▸ **Activity**
In the data below, find the line containing "redraws from scratch.", then set down that line and every later line up to and including the line containing "ignoring out-of-bounds coordinates.", exactly.

--- Data supplied Enclosed Below ---

//! Owned RGBA render surface at a canonical resolution.

use image::{Pixel, Rgba, RgbaImage};

use crate::settings::Color;

/// The render surface every frame is composed onto.
///
/// Always a fixed canonical resolution (e.g. 1920x1080); on-screen scaling is
/// a presentation concern that never touches these pixels.
pub struct Surface {
    image: RgbaImage,
}

impl Surface {
    pub fn new(width: u32, height: u32) -> Self {
        let mut surface = Self {
            image: RgbaImage::new(width.max(1), height.max(1)),
        };
        surface.clear();
        surface
    }

    pub fn width(&self) -> u32 {
        self.image.width()
    }

    pub fn height(&self) -> u32 {
        self.image.height()
    }

    pub fn dimensions(&self) -> (u32, u32) {
        self.image.dimensions()
    }

    /// Recreate the buffer at a new resolution. In-flight content is lost,
    /// which is fine: every frame redraws from scratch.
    pub fn resize(&mut self, width: u32, height: u32) {
        if self.dimensions() != (width, height) {
            self.image = RgbaImage::new(width.max(1), height.max(1));
            self.clear();
        }
    }

    /// Reset every pixel to opaque black.
    pub fn clear(&mut self) {
        for px in self.image.pixels_mut() {
            *px = Rgba([0, 0, 0, 255]);
        }
    }

    /// Write one pixel opaquely, ignoring out-of-bounds coordinates.
    pub fn put_pixel(&mut self, x: i64, y: i64, color: Color) {
        if x >= 0 && y >= 0 && (x as u32) < self.width() && (y as u32) < self.height() {
            self.image.put_pixel(x as u32, y as u32, Rgba(color));
        }
    }

    /// Alpha-blend one pixel over the existing content.
    pub fn blend_pixel(&mut self, x: i64, y: i64, color: Color) {
        if x >= 0 && y >= 0 && (x as u32) < self.width() && (y as u32) < self.height() {
            self.image
                .get_pixel_mut(x as u32, y as u32)
                .blend(&Rgba(color));
        }
    }

    pub fn get_pixel(&self, x: u32, y: u32) -> Color {
        self.image.get_pixel(x, y).0
    }

    /// Blit an image at an offset (possibly negative), clipping to bounds.
    pub fn blit(&mut self, src: &RgbaImage, dx: i64, dy: i64) {
        let (w, h) = self.dimensions();
        for (sx, sy, px) in src.enumerate_pixels() {
            let tx = dx + sx as i64;
            let ty = dy + sy as i64;
            if tx >= 0 && ty >= 0 && (tx as u32) < w && (ty as u32) < h {
                self.image.put_pixel(tx as u32, ty as u32, *px);
            }
        }
    }

    pub fn image(&self) -> &RgbaImage {
        &self.image
    }

    pub fn image_mut(&mut self) -> &mut RgbaImage {
        &mut self.image
    }

    /// Raw RGBA bytes, row-major, for the capture pipeline.
    /// Consume the surface, handing its raw RGBA bytes to the exporter.
    pub fn into_pixels(self) -> Vec<u8> {
        self.image.into_raw()
    }

    pub fn pixels(&self) -> &[u8] {
        self.image.as_raw()
    }
}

--- End of Enclosed Data supplied ---

▸ **Written reply**
    /// which is fine: every frame redraws from scratch.
    pub fn resize(&mut self, width: u32, height: u32) {
        if self.dimensions() != (width, height) {
            self.image = RgbaImage::new(width.max(1), height.max(1));
            self.clear();
        }
    }

    /// Reset every pixel to opaque black.
    pub fn clear(&mut self) {
        for px in self.image.pixels_mut() {
            *px = Rgba([0, 0, 0, 255]);
        }
    }

    /// Write one pixel opaquely, ignoring out-of-bounds coordinates.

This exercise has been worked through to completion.